Experimentelle Typografie heute
An den Hochschulen für visuelle Gestaltung hat das Experimentieren meist einen hohen Stellenwert, vielleicht manchmal zu hoch im Vergleich zu den wichtigen Funktionen der Typografie. Man findet deshalb im Internet ziemlich viel typografische experimentelle Arbeiten. Anders sieht es in der Literatur aus. Im Jahr 2003 erschien bei Thames & Hudson und gleichzeitig im Stiebner Verlag »Experimentelle Typografie. Avantgarde in Modern Type Design« von Teal Triggs mit einem thematischen Überblick über die Szene, vor allem für die Zeit Ende des 20 Jahrhunderts. Und vielleicht noch wichtiger für die Beispiele und die Theorie, also den Hintergrund, erschien 2015 Armin Lindauer / Bettina Müller: Experimentelle Gestaltung (besprochen im tgm Blog am 17. Oktober 2016).
Die aktuelle Ausgabe slanted 40 »experimental type« ist mit ihren Beispielen für heute sehr informativ. Wichtig hierzu ist auch die Einführung von Nicholas Qyll, die auf systematisches Experimentieren eingeht.
Was experimentelle Typografie ist, beschreibt Wikipedia (Abruf am 7. 11. 2022):
»Wissenschaftliche Versuche, die Wirkung typografischer Entwürfe auf Versuchspersonen zu untersuchen. Darin sind sie nicht zu verwechseln mit den Bemühungen der „Expressiven“ und „Extremen Typografie“.
Eine Bewegung innerhalb der Typografie, die ab 1945 die „klassischen Entwürfe“ mit eigenen Designvorschlägen und neuen Medien in Frage stellt. Diese Experimente beziehen sich auf a) kinematografische, b) optisch-dynamische (z. B. Neonwerbung) und c) kinetische Ausdrucksversuche.«.
So ganz überzeugt das jedoch nicht. Schaut man sich die slanted-Ausgabe an, so bilden die Schriften, wie in der Typografie üblich, eine wichtige Grundlage, aber das Experimentieren umfasst natürlich auch das gesamte Design. »… Die Entdeckung neuer Bereiche, Technologien und Gedanken sind eine ständige Quelle der Inspiration, Forschung und Experimente für diejenigen, die folgen«, heißt es bei slanted. Die Ergebnisse der Experimente sind natürlich zu sehen.

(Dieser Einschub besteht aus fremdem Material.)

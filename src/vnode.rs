//! VNode Model - the description of one render-tree node.
//!
//! A [`VNode`] is a plain value: selector, data bag, children or text, key,
//! and the handle of the live backend object once the engine has mounted it.
//! Callers build a fresh tree every pass; the engine fills in handles on that
//! new tree and the previous tree is consumed.
//!
//! # Identity
//!
//! [`same_node`] is the only identity oracle. It compares key and selector and
//! nothing else, so it decides reuse versus replacement for a whole subtree
//! without looking inside it.
//!
//! [`VNode::ptr_eq`] is the referential fast path: two nodes sharing the same
//! data and children allocations describe the identical tree and can be
//! skipped entirely.

use std::any::Any;
use std::collections::HashMap;
use std::fmt;
use std::rc::Rc;

use crate::error::{Error, Result};
use crate::hooks::Hooks;
use crate::renderer::Backend;
use crate::types::{Attrs, Classes, Dataset, Key, On, Props, VNodeStyle};

/// Shared, ordered child list.
///
/// Sharing makes list identity observable: the engine skips the keyed differ
/// when old and new point at the same list.
pub type Children<B> = Rc<Vec<VNode<B>>>;

// =============================================================================
// VNodeData
// =============================================================================

/// Attribute and configuration bag of a node.
///
/// The engine itself reads only `key`, `ns` and `hook`; every other field
/// belongs to a module.
pub struct VNodeData<B: Backend> {
    pub key: Option<Key>,
    /// Markup namespace for element creation.
    pub ns: Option<String>,
    pub hook: Hooks<B>,
    pub attrs: Attrs,
    pub props: Props,
    pub class: Classes,
    pub style: VNodeStyle,
    pub dataset: Dataset,
    pub on: On<B>,
    /// Payloads for third-party modules, by name.
    pub extensions: HashMap<String, Rc<dyn Any>>,
}

impl<B: Backend> VNodeData<B> {
    /// Borrow a typed extension payload.
    pub fn extension<T: Any>(&self, name: &str) -> Option<&T> {
        self.extensions.get(name)?.downcast_ref::<T>()
    }

    /// Clone out a typed extension payload.
    pub fn extension_rc<T: Any>(&self, name: &str) -> Option<Rc<T>> {
        self.extensions.get(name)?.clone().downcast::<T>().ok()
    }
}

impl<B: Backend> Default for VNodeData<B> {
    fn default() -> Self {
        Self {
            key: None,
            ns: None,
            hook: Hooks::default(),
            attrs: Attrs::new(),
            props: Props::new(),
            class: Classes::new(),
            style: VNodeStyle::default(),
            dataset: Dataset::new(),
            on: On::<B>::new(),
            extensions: HashMap::new(),
        }
    }
}

impl<B: Backend> Clone for VNodeData<B> {
    fn clone(&self) -> Self {
        Self {
            key: self.key.clone(),
            ns: self.ns.clone(),
            hook: self.hook.clone(),
            attrs: self.attrs.clone(),
            props: self.props.clone(),
            class: self.class.clone(),
            style: self.style.clone(),
            dataset: self.dataset.clone(),
            on: self.on.clone(),
            extensions: self.extensions.clone(),
        }
    }
}

impl<B: Backend> fmt::Debug for VNodeData<B> {
    fn fmt(&self, f: &mut fmt::Formatter<'_>) -> fmt::Result {
        let mut events: Vec<&String> = self.on.keys().collect();
        events.sort();
        let mut extensions: Vec<&String> = self.extensions.keys().collect();
        extensions.sort();
        f.debug_struct("VNodeData")
            .field("key", &self.key)
            .field("ns", &self.ns)
            .field("hook", &self.hook)
            .field("attrs", &self.attrs)
            .field("props", &self.props)
            .field("class", &self.class)
            .field("style", &self.style)
            .field("dataset", &self.dataset)
            .field("on", &events)
            .field("extensions", &extensions)
            .finish()
    }
}

// =============================================================================
// VNode
// =============================================================================

/// One node of a render-tree description.
pub struct VNode<B: Backend> {
    /// `tag#id.class` for elements, `"!"` for comments, `None` for text.
    pub sel: Option<String>,
    pub data: Option<Rc<VNodeData<B>>>,
    pub children: Option<Children<B>>,
    pub text: Option<String>,
    pub key: Option<Key>,
    /// Written by the engine only.
    pub(crate) elm: Option<B::Node>,
}

/// Construct a node; `key` is taken from `data.key`.
///
/// No structural validation happens here: keeping `children` and `text`
/// exclusive is up to the caller.
pub fn vnode<B: Backend>(
    sel: Option<String>,
    data: Option<Rc<VNodeData<B>>>,
    children: Option<Children<B>>,
    text: Option<String>,
    elm: Option<B::Node>,
) -> VNode<B> {
    let key = data.as_ref().and_then(|d| d.key.clone());
    VNode {
        sel,
        data,
        children,
        text,
        key,
        elm,
    }
}

/// Shallow identity: same key and same selector.
pub fn same_node<B: Backend>(a: &VNode<B>, b: &VNode<B>) -> bool {
    a.key == b.key && a.sel == b.sel
}

impl<B: Backend> VNode<B> {
    /// Live backend object, once mounted.
    pub fn elm(&self) -> Option<&B::Node> {
        self.elm.as_ref()
    }

    /// Live backend object, or [`Error::Unmounted`].
    pub(crate) fn handle(&self) -> Result<&B::Node> {
        self.elm.as_ref().ok_or_else(|| Error::Unmounted {
            sel: self.sel.clone().unwrap_or_default(),
        })
    }

    /// Lifecycle hooks, if the node has data.
    pub fn hooks(&self) -> Option<&Hooks<B>> {
        self.data.as_deref().map(|data| &data.hook)
    }

    /// Children as a slice (empty when unset).
    pub fn child_nodes(&self) -> &[VNode<B>] {
        self.children.as_deref().map_or(&[], Vec::as_slice)
    }

    pub fn is_text(&self) -> bool {
        self.sel.is_none()
    }

    pub fn is_comment(&self) -> bool {
        self.sel.as_deref() == Some("!")
    }

    /// True when both nodes describe the identical tree: same selector, key
    /// and text, and the very same data and children allocations.
    pub fn ptr_eq(&self, other: &Self) -> bool {
        let data_eq = match (&self.data, &other.data) {
            (Some(a), Some(b)) => Rc::ptr_eq(a, b),
            (None, None) => true,
            _ => false,
        };
        let children_eq = match (&self.children, &other.children) {
            (Some(a), Some(b)) => Rc::ptr_eq(a, b),
            (None, None) => true,
            _ => false,
        };
        data_eq && children_eq && same_node(self, other) && self.text == other.text
    }
}

impl<B: Backend> Clone for VNode<B> {
    fn clone(&self) -> Self {
        Self {
            sel: self.sel.clone(),
            data: self.data.clone(),
            children: self.children.clone(),
            text: self.text.clone(),
            key: self.key.clone(),
            elm: self.elm.clone(),
        }
    }
}

impl<B: Backend> fmt::Debug for VNode<B> {
    fn fmt(&self, f: &mut fmt::Formatter<'_>) -> fmt::Result {
        f.debug_struct("VNode")
            .field("sel", &self.sel)
            .field("key", &self.key)
            .field("text", &self.text)
            .field("children", &self.children)
            .field("elm", &self.elm)
            .finish_non_exhaustive()
    }
}
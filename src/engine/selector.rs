//! Selector parsing for element creation.
//!
//! `tag#id.class1.class2`: the first `#` and the first `.` at or after it
//! split the selector. No validation is done; a `.` before the `#` stays part
//! of the tag.

/// Parts of an element selector.
#[derive(Debug, Clone, PartialEq, Eq)]
pub(crate) struct Selector<'a> {
    pub tag: &'a str,
    pub id: Option<&'a str>,
    /// Classes joined by spaces, ready for the `class` attribute.
    pub class: Option<String>,
}

pub(crate) fn parse_selector(sel: &str) -> Selector<'_> {
    let hash_idx = sel.find('#');
    let search_from = hash_idx.unwrap_or(0);
    let dot_idx = sel[search_from..].find('.').map(|i| i + search_from);

    // A separator at index 0 does not count as one
    let hash = hash_idx.filter(|&i| i > 0).unwrap_or(sel.len());
    let dot = dot_idx.filter(|&i| i > 0).unwrap_or(sel.len());

    let tag = if hash_idx.is_some() || dot_idx.is_some() {
        &sel[..hash.min(dot)]
    } else {
        sel
    };
    let id = (hash < dot).then(|| &sel[hash + 1..dot]);
    let class = dot_idx
        .filter(|&i| i > 0)
        .map(|_| sel[dot + 1..].replace('.', " "));

    Selector { tag, id, class }
}

/// Build `tag#id.class1.class2` back from live element parts.
pub(crate) fn compose_selector(tag: &str, id: Option<&str>, class: Option<&str>) -> String {
    let mut sel = tag.to_lowercase();
    if let Some(id) = id.filter(|id| !id.is_empty()) {
        sel.push('#');
        sel.push_str(id);
    }
    for name in class.unwrap_or_default().split_whitespace() {
        sel.push('.');
        sel.push_str(name);
    }
    sel
}
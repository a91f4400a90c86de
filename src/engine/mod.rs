//! Reconciliation Engine - mount, patch and destroy over whole trees.
//!
//! [`Engine`] owns the backend handle, the immutable module pipeline and the
//! canonical empty node. A pass looks like this:
//!
//! ```text
//! pre hooks
//!   same_node(old, new) ── yes ──> patch_vnode(old, new) ──> update_children (keyed differ)
//!                       └─ no ───> create_elm(new), insert after old, remove_vnodes(old)
//! insert hooks (queued during mounting, flushed once the tree is attached)
//! post hooks
//! ```
//!
//! # Example
//!
//! ```ignore
//! let engine = Engine::new(backend.clone(), vec![
//!     Box::new(ClassModule),
//!     Box::new(AttributesModule),
//! ]);
//!
//! let tree = engine.patch_element(&host, h("ul").children(items()).build())?;
//! // ...next pass
//! let tree = engine.patch(tree, h("ul").children(items()).build())?;
//! ```

mod config;
mod create;
mod diff;
mod patch;
mod remove;
pub(crate) mod selector;


use std::rc::Rc;

use crate::error::Result;
use crate::hooks::InsertHook;
use crate::pipeline::{Module, ModuleSet, Phases};
use crate::renderer::Backend;
use crate::vnode::{VNode, VNodeData, same_node, vnode};

pub use config::Config;

/// Nodes whose `insert` hook runs once the whole tree is attached.
pub(crate) type InsertQueue<B> = Vec<(InsertHook<B>, VNode<B>)>;

/// The reconciliation engine.
pub struct Engine<B: Backend> {
    backend: Rc<B>,
    modules: ModuleSet<B>,
    config: Config,
    /// Canonical "old" node handed to `create` hooks.
    empty: VNode<B>,
}

impl<B: Backend> Engine<B> {
    /// Build an engine with the default [`Config`].
    pub fn new(backend: Rc<B>, modules: Vec<Box<dyn Module<B>>>) -> Self {
        Self::with_config(backend, modules, Config::default())
    }

    pub fn with_config(backend: Rc<B>, modules: Vec<Box<dyn Module<B>>>, config: Config) -> Self {
        let empty = vnode(
            Some(String::new()),
            Some(Rc::new(VNodeData::default())),
            Some(Rc::new(Vec::new())),
            None,
            None,
        );
        Self {
            backend,
            modules: ModuleSet::new(modules),
            config,
            empty,
        }
    }

    pub fn backend(&self) -> &Rc<B> {
        &self.backend
    }

    pub fn modules(&self) -> &ModuleSet<B> {
        &self.modules
    }

    pub fn config(&self) -> &Config {
        &self.config
    }

    /// Reconcile `old` (the tree returned by the previous pass) with `new`.
    ///
    /// Returns `new` with every handle filled in; keep it as the next `old`.
    /// When the roots are not [`same_node`], `new` is mounted next to `old`'s
    /// native object and `old` is removed. A root without a parent is mounted
    /// but left unattached.
    pub fn patch(&self, old: VNode<B>, mut new: VNode<B>) -> Result<VNode<B>> {
        let span = tracing::debug_span!("patch", sel = ?new.sel);
        let _enter = span.enter();

        let mut queue = InsertQueue::new();

        for module in self.modules.for_phase(Phases::PRE) {
            module.pre(&self.backend)?;
        }

        if same_node(&old, &new) {
            self.patch_vnode(&old, &mut new, &mut queue)?;
        } else {
            let elm = old.handle()?;
            let parent = self.backend.parent_node(elm);
            tracing::trace!(old = ?old.sel, new = ?new.sel, "replacing root");

            let created = self.create_elm(&mut new, &mut queue)?;
            if let Some(parent) = parent {
                let next = self.backend.next_sibling(elm);
                self.backend.insert_before(&parent, &created, next.as_ref())?;
                self.remove_vnodes(&parent, [&old])?;
            }
        }

        tracing::trace!(count = queue.len(), "flushing insert hooks");
        for (insert, vnode) in &queue {
            insert(vnode);
        }

        for module in self.modules.for_phase(Phases::POST) {
            module.post(&self.backend)?;
        }

        Ok(new)
    }

    /// Reconcile a raw native element with `new`.
    ///
    /// The element is wrapped in a childless node whose selector is rebuilt
    /// from its tag, id and classes, so identity comparison behaves as it
    /// would against an engine-built tree.
    pub fn patch_element(&self, root: &B::Node, new: VNode<B>) -> Result<VNode<B>> {
        let old = self.empty_node_at(root);
        self.patch(old, new)
    }

    fn empty_node_at(&self, elm: &B::Node) -> VNode<B> {
        let id = self.backend.get_attribute(elm, "id");
        let class = self.backend.get_attribute(elm, "class");
        let sel = selector::compose_selector(&self.backend.tag_name(elm), id.as_deref(), class.as_deref());
        vnode(
            Some(sel),
            Some(Rc::new(VNodeData::default())),
            Some(Rc::new(Vec::new())),
            None,
            Some(elm.clone()),
        )
    }
}
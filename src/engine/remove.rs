//! Unmounting: destroy propagation and the remove handshake.

use super::Engine;
use crate::error::Result;
use crate::pipeline::{Phases, RemoveDone};
use crate::renderer::Backend;
use crate::vnode::VNode;

impl<B: Backend> Engine<B> {
    /// Remove `vnodes` from `parent`.
    ///
    /// Text leaves detach immediately. Everything else gets its destroy
    /// hooks, then a [`RemoveDone`] shared between every remove-phase module
    /// and the node's own remove hook; detachment waits for all of them.
    pub(crate) fn remove_vnodes<'a>(&self, parent: &B::Node, vnodes: impl IntoIterator<Item = &'a VNode<B>>) -> Result<()>
    where
        B: 'a,
    {
        for vnode in vnodes {
            let elm = vnode.handle()?;
            if vnode.sel.is_none() {
                self.backend.remove_child(parent, elm)?;
                continue;
            }

            self.invoke_destroy_hook(vnode)?;

            let listeners = self.modules.count(Phases::REMOVE) + 1;
            let done = RemoveDone::new(self.backend.clone(), elm.clone(), listeners);
            for module in self.modules.for_phase(Phases::REMOVE) {
                module.remove(&self.backend, vnode, done.clone())?;
            }
            match vnode.hooks().and_then(|h| h.remove.clone()) {
                Some(remove) => remove(vnode, done),
                None => done.done(),
            }
        }
        Ok(())
    }

    /// Depth-first destroy: the node's own hook, then modules, then children.
    ///
    /// Nodes without data (plain text) are skipped along with their subtree.
    fn invoke_destroy_hook(&self, vnode: &VNode<B>) -> Result<()> {
        if vnode.data.is_none() {
            return Ok(());
        }
        if let Some(destroy) = vnode.hooks().and_then(|h| h.destroy.clone()) {
            destroy(vnode);
        }
        for module in self.modules.for_phase(Phases::DESTROY) {
            module.destroy(&self.backend, vnode)?;
        }
        for child in vnode.child_nodes() {
            self.invoke_destroy_hook(child)?;
        }
        Ok(())
    }
}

Die experimentellen Arbeiten sind in sechs Kapitel unterteilt.
Das zeigt: Im Experiment werden wohl alle Register gezogen. Dabei können sich die Themen überschneiden. Die Grenzen zur Kunst werden oft überschritten. Und wie in der Kunst bleibt vieles offen, ist eigentlich Gestaltung, die sich nicht um den Zweck zu kümmern braucht. Für den Benutzer des Buches ist das natürlich nicht nachvollziehbar. Konzeptionell könnte es werden, wenn es um Serien von Arbeiten ginge, die es sicher gibt, die aber hier nicht erkennbar sein können.
Unendlich viele Anregungen, etwas anderes zu machen, unendlich viele Möglichkeiten, vielleicht auch, um als Gestalter »freier« zu werden?
Nicholas Qyll beschreibt in seinem informativen und weiterführenden Essay das Experimentieren als typografische Erfahrung und als Prozess zwischen Forschen und Üben; ein typografisches Experiment als kreative Erkundung und systematische Testreihe. Wobei bereits die Grundstruktur des normalen Designprozesses experimentell sein kann. Qyll versteht das typografische Experiment als eine Methode der Designforschung, die durch die systematische Untersuchung visueller Phänomene relevantes Designwissen gewinnt. Er beschreibt den Ablauf eines Experiments von der Planung über den Versuchsaufbau bis hin zur tatsächlichen Anwendung und weist darauf hin, dass Designer auch kreative Forscher sind.
Der Band ist hervorragend aufgemacht. Allerdings: Die Bildunterschriften zu den einzelnen Arbeiten im Buch sind schwer lesbar, bei den notwendigen Informationen wäre es sinnvoll gewesen, auf ein zusätzliches und störendes »Experiment« zu verzichten.
slanted 40: experimental type
16 × 24 cm
288 Seiten
Sprache: Englisch
Schweizer Broschur
slanted Karlsruhe, 2022
ISSN 1867–6510
18 Euro
Nachtrag: Meine Beschäftigung mit experimenteller Typografie hat die Idee forciert, das Seminar »Freiheit für die Typografie« (da geht es ums Experiment) im Sommer 2023 wieder zu veranstalten.